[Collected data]
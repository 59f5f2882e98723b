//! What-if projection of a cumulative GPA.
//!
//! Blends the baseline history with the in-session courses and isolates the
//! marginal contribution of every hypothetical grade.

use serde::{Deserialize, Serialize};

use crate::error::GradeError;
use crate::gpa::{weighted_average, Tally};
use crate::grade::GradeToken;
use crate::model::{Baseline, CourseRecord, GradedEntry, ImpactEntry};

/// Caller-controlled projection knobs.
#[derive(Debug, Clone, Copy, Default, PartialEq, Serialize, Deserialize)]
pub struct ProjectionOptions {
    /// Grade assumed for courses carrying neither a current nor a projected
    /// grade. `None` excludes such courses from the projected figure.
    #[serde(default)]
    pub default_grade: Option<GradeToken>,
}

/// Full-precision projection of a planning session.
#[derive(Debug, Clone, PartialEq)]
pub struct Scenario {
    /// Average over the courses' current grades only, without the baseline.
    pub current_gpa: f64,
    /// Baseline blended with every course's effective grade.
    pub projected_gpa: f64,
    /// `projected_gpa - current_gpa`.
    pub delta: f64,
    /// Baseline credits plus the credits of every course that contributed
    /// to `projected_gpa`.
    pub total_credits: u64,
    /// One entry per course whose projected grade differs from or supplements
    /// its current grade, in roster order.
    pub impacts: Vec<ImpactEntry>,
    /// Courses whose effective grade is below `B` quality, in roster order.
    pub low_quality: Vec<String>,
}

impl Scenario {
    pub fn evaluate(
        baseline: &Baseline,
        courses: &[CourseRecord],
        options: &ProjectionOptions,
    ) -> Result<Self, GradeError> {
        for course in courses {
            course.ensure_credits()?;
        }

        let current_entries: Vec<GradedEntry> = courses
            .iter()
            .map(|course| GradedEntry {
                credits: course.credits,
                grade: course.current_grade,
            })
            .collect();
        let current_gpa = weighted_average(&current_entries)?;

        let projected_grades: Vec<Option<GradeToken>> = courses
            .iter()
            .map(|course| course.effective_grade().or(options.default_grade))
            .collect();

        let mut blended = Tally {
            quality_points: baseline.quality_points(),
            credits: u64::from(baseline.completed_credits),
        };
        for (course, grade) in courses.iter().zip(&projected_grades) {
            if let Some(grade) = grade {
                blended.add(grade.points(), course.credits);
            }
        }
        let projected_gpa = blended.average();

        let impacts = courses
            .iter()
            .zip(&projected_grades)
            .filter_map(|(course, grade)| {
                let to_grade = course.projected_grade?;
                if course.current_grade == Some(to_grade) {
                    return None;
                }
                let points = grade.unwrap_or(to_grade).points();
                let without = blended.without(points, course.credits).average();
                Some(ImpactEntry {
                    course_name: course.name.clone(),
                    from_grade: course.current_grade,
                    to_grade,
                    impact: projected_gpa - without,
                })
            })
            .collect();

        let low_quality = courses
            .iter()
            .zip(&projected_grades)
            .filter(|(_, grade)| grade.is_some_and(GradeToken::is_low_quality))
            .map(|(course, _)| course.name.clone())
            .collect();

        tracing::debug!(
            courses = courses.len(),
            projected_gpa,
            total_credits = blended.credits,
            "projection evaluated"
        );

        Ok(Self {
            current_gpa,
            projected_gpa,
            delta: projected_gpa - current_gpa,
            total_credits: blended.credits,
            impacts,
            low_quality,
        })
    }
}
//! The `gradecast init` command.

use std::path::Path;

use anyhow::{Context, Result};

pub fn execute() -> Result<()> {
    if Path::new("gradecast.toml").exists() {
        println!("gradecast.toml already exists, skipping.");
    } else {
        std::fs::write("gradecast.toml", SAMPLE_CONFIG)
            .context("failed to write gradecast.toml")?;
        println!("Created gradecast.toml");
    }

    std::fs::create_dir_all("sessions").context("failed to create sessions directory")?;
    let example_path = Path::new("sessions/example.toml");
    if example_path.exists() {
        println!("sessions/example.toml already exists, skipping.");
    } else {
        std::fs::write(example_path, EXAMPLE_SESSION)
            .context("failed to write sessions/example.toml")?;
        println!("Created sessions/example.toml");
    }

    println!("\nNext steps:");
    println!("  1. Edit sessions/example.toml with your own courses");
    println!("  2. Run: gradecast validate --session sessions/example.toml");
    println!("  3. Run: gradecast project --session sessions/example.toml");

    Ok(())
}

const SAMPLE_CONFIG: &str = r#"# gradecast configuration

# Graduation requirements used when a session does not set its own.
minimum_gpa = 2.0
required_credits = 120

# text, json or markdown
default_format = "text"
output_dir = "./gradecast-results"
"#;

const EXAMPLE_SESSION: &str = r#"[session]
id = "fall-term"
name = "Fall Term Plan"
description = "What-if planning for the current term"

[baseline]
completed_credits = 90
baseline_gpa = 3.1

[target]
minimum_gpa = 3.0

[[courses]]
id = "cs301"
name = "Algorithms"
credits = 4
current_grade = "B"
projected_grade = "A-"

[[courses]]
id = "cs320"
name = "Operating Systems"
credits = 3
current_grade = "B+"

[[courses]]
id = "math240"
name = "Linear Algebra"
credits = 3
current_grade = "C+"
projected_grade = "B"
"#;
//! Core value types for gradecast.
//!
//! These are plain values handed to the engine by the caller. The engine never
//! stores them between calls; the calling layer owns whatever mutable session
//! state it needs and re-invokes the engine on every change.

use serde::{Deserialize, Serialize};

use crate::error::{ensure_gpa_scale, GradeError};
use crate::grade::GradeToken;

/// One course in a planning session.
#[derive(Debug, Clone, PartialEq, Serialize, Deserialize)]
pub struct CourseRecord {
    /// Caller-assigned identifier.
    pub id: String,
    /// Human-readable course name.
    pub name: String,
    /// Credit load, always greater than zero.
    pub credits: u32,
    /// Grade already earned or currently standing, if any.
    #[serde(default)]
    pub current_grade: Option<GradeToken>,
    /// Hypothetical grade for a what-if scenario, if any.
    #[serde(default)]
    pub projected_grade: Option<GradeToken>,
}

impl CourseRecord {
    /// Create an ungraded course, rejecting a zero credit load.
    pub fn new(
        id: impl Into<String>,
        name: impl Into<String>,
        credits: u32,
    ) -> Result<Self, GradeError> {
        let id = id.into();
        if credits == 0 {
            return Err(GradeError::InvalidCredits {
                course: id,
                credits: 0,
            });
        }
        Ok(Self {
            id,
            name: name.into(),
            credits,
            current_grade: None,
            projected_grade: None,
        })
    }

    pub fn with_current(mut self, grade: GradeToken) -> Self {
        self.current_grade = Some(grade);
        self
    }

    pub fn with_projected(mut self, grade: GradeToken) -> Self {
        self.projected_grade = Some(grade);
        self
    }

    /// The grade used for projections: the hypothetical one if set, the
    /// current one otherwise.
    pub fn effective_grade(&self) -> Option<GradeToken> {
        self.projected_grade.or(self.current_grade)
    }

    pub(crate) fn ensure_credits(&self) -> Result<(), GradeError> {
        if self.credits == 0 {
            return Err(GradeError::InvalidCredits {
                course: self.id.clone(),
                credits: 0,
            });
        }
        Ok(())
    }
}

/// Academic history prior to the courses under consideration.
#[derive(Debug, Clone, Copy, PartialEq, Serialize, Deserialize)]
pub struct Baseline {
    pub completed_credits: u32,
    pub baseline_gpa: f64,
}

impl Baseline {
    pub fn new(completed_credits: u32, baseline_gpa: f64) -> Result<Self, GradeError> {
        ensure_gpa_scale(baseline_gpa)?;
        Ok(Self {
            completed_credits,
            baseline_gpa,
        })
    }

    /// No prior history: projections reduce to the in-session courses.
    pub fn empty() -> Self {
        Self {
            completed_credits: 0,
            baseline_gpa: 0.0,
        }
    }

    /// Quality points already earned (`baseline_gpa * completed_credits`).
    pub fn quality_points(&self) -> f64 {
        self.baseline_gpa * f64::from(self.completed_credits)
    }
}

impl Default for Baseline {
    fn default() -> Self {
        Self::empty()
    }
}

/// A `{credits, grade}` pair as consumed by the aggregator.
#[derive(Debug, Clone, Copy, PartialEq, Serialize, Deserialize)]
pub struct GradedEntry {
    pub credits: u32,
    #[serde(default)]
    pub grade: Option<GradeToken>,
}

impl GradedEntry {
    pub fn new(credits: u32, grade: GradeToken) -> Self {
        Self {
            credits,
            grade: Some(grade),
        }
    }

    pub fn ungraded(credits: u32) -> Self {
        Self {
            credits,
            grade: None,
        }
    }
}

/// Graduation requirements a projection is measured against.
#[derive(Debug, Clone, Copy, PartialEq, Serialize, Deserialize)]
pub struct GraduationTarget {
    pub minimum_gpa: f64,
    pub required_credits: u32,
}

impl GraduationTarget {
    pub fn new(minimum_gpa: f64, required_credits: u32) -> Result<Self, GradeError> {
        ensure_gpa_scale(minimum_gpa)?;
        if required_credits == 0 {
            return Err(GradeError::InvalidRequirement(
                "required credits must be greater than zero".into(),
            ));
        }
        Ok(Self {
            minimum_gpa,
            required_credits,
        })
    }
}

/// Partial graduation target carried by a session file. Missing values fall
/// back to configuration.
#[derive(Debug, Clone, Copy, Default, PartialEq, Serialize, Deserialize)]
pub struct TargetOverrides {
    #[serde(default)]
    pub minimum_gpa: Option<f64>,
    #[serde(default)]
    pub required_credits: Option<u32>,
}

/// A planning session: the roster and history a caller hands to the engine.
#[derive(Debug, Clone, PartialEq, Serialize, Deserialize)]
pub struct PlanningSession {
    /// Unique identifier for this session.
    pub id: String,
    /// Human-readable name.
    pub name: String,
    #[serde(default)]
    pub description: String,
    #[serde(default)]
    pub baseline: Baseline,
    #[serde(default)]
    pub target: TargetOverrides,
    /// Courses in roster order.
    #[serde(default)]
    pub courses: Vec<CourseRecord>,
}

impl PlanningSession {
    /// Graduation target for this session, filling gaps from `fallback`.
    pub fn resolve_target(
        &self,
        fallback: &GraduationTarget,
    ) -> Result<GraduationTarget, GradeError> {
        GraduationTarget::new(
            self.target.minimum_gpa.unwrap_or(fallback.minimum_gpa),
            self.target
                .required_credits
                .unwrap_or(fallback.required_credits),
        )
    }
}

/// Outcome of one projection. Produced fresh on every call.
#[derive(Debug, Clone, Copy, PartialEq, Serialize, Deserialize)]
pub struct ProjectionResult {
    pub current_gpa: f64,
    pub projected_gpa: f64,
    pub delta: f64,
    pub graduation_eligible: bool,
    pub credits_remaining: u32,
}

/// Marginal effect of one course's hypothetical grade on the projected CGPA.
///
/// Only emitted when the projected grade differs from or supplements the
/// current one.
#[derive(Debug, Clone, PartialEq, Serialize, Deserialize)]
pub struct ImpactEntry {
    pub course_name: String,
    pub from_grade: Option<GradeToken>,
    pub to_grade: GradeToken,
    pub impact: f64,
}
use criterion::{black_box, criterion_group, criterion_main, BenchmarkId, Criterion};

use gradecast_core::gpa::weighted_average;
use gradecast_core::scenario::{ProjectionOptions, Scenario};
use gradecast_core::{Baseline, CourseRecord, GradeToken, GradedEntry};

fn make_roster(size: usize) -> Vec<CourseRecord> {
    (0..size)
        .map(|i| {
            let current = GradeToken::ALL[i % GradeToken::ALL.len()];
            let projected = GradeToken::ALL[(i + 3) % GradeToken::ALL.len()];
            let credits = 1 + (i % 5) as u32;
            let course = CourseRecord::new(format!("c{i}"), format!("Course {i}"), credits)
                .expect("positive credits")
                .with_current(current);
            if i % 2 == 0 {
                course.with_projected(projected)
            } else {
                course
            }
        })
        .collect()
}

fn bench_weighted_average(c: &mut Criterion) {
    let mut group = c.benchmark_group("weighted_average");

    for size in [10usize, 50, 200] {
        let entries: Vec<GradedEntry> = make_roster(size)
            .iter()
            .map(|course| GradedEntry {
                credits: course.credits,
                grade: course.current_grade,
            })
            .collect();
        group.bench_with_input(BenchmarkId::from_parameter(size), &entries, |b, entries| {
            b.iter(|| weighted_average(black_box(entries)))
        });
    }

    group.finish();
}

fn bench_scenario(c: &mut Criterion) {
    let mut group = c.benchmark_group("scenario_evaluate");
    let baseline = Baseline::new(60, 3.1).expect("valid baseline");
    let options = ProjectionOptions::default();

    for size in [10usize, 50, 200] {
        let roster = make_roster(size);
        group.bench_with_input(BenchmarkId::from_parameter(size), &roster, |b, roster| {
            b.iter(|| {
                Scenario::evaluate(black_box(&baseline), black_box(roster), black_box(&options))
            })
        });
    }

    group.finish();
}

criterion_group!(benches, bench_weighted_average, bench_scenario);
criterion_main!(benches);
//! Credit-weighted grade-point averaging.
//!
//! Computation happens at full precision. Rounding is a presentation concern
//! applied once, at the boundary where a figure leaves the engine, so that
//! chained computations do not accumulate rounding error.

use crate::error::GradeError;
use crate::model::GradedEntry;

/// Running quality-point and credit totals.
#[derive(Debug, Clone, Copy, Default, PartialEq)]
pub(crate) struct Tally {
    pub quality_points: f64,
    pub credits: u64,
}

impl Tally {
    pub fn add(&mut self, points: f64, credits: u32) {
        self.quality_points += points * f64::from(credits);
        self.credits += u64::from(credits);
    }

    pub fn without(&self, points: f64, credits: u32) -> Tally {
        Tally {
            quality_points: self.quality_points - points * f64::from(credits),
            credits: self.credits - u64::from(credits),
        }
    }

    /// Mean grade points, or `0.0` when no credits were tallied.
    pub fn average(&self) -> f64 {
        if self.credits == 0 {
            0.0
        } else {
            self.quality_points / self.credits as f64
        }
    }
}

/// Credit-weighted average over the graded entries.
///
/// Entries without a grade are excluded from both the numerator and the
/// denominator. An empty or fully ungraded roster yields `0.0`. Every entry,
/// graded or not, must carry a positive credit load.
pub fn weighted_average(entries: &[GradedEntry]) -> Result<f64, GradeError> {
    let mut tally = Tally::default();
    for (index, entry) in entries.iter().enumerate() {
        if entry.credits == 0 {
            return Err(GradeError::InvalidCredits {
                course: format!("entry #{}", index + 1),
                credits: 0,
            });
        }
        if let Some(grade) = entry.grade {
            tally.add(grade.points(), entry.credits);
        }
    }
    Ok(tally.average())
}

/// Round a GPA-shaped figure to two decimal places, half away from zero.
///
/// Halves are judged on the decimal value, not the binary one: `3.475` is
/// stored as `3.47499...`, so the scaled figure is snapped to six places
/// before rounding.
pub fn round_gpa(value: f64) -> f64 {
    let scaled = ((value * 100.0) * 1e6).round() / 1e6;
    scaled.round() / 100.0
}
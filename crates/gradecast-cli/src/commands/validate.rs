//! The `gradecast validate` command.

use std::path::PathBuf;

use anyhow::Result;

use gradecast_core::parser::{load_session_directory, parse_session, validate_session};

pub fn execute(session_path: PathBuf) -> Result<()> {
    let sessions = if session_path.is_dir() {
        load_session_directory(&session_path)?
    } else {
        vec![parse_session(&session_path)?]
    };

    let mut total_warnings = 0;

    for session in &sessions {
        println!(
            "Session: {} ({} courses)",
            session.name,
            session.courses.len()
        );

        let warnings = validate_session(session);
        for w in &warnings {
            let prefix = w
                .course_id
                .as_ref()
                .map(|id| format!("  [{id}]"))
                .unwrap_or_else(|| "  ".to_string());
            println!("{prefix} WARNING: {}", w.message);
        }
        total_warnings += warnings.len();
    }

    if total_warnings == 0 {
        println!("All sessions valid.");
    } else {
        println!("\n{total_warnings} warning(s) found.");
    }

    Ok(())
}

Exercise description => Identify the lines of the data that contain the word "write". Copy each of them.

Answer to this problem =>
        std::fs::write("gradecast.toml", SAMPLE_CONFIG)
            .context("failed to write gradecast.toml")?;
        std::fs::write(example_path, EXAMPLE_SESSION)
            .context("failed to write sessions/example.toml")?;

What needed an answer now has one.